Kibbutz Yad Mordechai in southern Israel started making honey in 1936, learning the secrets of beekeeping from Australian and British soldiers during the British Mandate. Today, Yad Mordechai is Israel’s largest honey marketer—now owned by Strauss, Israel’s largest food-products manufacturer. Under Strauss, Yad Mordechai markets its own honey, as well as honey produced by others. Emek-Hefer Apiary, established in 1981 in northern Israel, is the second-largest honey company in Israel, marketing honey from a number of apiaries across the country. The third-largest is the Ein Harod Apiary, established 80 years ago on Kibbutz Ein Harod in northern Israel.

Retailers stock honey from these larger marketers. But for specialty honey, the best bet is to go directly to the apiaries. Many of them have their own boutique shops and visitor centers, and they’re happy to teach visitors about honey and provide them top-of-the-line boutique honey products all year long.

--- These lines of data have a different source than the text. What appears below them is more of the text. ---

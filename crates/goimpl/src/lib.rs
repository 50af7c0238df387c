//! goimpl - generate the method stubs a Go type needs to implement an
//! interface.
//!
//! This crate provides the CLI binary. The engine lives in `goimpl-go`.
//!
//! ## Modules
//!
//! - `cli` - CLI command implementations

pub mod cli;

// Re-export core types for convenience
pub use goimpl_core::error::{ImplError, OutputErrorCode};
pub use goimpl_core::output::{ErrorResponse, ImplementResponse, Implementation, ListResponse, SCHEMA_VERSION};
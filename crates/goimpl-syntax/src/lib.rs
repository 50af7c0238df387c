// Copyright (c) Ken Kocienda and other contributors.
//
// This source code is licensed under the MIT license found in the
// LICENSE file in the root directory of this source tree.

//! Declaration-level Go syntax for goimpl.
//!
//! This crate reads just enough Go to generate method stubs:
//!
//! - **Lexing**: [`lexer`] tokenizes Go source with automatic semicolon
//!   insertion.
//! - **Parsing**: [`parse_file`] builds a [`SourceFile`] holding the package
//!   clause, imports, type declarations and function signatures. Function
//!   bodies and value declarations are skipped as balanced spans.
//! - **Rewriting**: [`visitor`] walks and transforms [`TypeExpr`] trees.
//! - **Printing**: [`print_type`] and [`print_signature`] render types the
//!   way gofmt lays them out.
//! - **Formatting**: [`format_source`] validates a whole file and normalizes
//!   its layout.
//!
//! # Quick Start
//!
//! ```
//! use goimpl_syntax::{parse_file, print_signature};
//!
//! let file = parse_file("package io\n\ntype Writer interface {\n\tWrite(p []byte) (n int, err error)\n}\n").unwrap();
//! let spec = file.type_specs().next().unwrap();
//! let goimpl_syntax::TypeExpr::Interface(iface) = &spec.ty else { panic!() };
//! let write = iface.methods().next().unwrap();
//! assert_eq!(print_signature(&write.sig), "(p []byte) (n int, err error)");
//! ```

pub mod ast;
pub mod error;
pub mod format;
pub mod lexer;
pub mod parser;
pub mod printer;
pub mod visitor;

pub use ast::{
    ChanDir, Decl, Field, FuncDecl, FuncType, ImportDecl, ImportSpec, InterfaceElem,
    InterfaceType, MethodSpec, Param, Receiver, SourceFile, StructType, TypeDecl, TypeExpr,
    TypeParam, TypeSpec, UnionTerm,
};
pub use error::{FormatError, LexErrorKind, SyntaxError};
pub use format::format_source;
pub use lexer::{tokenize, Tok, Token};
pub use parser::{parse_file, parse_type_expr};
pub use printer::{print_signature, print_signature_indented, print_type};
pub use visitor::{
    transform_func_type, transform_type_expr, walk_func_type, walk_type_expr, walk_type_refs,
    Rewrite, TypeTransformer, TypeVisitor, VisitResult,
};
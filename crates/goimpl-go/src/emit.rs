//! Rendering stubs and assembling the destination file.

use goimpl_core::output::Implementation;
use goimpl_core::patch::apply_edits;
use goimpl_syntax::{format_source, print_signature, FuncType, TypeSpec};

use crate::error::{StubError, StubResult};
use crate::imports::import_edits;
use crate::program::GoFile;
use crate::rewrite::ImportTable;

/// A missing method with its signature rewritten for the destination file.
#[derive(Debug, Clone)]
pub struct Stub {
    pub name: String,
    pub sig: FuncType,
}

/// The receiver base of a stub: `Box[K, V]` for a generic type.
pub fn receiver_type(spec: &TypeSpec) -> String {
    let params: Vec<&str> = spec
        .type_params
        .iter()
        .flat_map(|p| p.names.iter().map(String::as_str))
        .collect();
    if params.is_empty() {
        spec.name.clone()
    } else {
        format!("{}[{}]", spec.name, params.join(", "))
    }
}

/// One stub declaration, newline terminated.
///
/// ```
/// use goimpl_go::emit::render_stub;
/// use goimpl_syntax::FuncType;
///
/// let stub = render_stub("Close", &FuncType::default(), "Goer", "Closer");
/// assert_eq!(
///     stub,
///     "// Close implements Closer\nfunc (*Goer) Close() {\n\tpanic(\"unimplemented\")\n}\n"
/// );
/// ```
pub fn render_stub(name: &str, sig: &FuncType, receiver: &str, interface: &str) -> String {
    format!(
        "// {name} implements {interface}\nfunc (*{receiver}) {name}{sig} {{\n\tpanic(\"unimplemented\")\n}}\n",
        name = name,
        interface = interface,
        receiver = receiver,
        sig = print_signature(sig),
    )
}

/// Append `stubs` to `dest`, add the imports the rewriter recorded, and run
/// the format pass over the result.
///
/// When formatting fails the unformatted file travels in the error.
pub fn emit(
    dest: &GoFile,
    dest_spec: &TypeSpec,
    interface: &str,
    stubs: &[Stub],
    imports: &ImportTable,
) -> StubResult<Implementation> {
    let receiver = receiver_type(dest_spec);
    let methods = stubs
        .iter()
        .map(|stub| render_stub(&stub.name, &stub.sig, &receiver, interface))
        .collect::<Vec<_>>()
        .join("\n");

    let added_imports = ImportTable::to_infos(imports.added());
    let edits = import_edits(&dest.ast, &dest.text, &added_imports);
    let mut content = apply_edits(&dest.text, &edits)
        .map_err(|e| StubError::Internal(format!("import edits for {}: {}", dest.path, e)))?;
    if !content.ends_with('\n') {
        content.push('\n');
    }
    content.push('\n');
    content.push_str(&methods);

    let mut implementation = Implementation {
        file: dest.path.clone(),
        file_content: content,
        methods,
        added_imports,
        all_imports: ImportTable::to_infos(imports.entries()),
    };

    match format_source(&implementation.file_content) {
        Ok(formatted) => {
            implementation.file_content = formatted;
            Ok(implementation)
        }
        Err(e) => Err(StubError::Format {
            message: e.to_string(),
            partial: Box::new(implementation),
        }),
    }
}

For example, Lin’s Bee Farm in Kfar Bilu, a moshav in central Israel, is a family-run company that has been producing a wide range of products based on honey and other natural ingredients for 30 years. There’s a visitor center and a shop on the premises, as well as an online store. Like most Israeli manufacturers, Lin markets gift packages especially for Rosh Hashanah.

What makes one honey higher quality than another? “The main difference is the flowers the honey is made of,” explained Youval Lin, beekeeper and owner of Lin’s Bee Farm. “In Israel, eucalyptus, avocado, hyssop, and siziphus honey are high-quality honey, sold mainly by boutique sellers.” The honey on supermarket shelves is wildflower honey, which is polyfloral—derived from the nectar of different kinds of flowers. Hertzel Avidor, CEO of the Israeli Honey Board, added: “Feinschmeckers [gourmets] prefer monofloral honey, which is made from the nectar of one type of flower, and they know exactly which flowers they prefer, be it star-thistle honey, siziphus honey, [or] thyme honey.”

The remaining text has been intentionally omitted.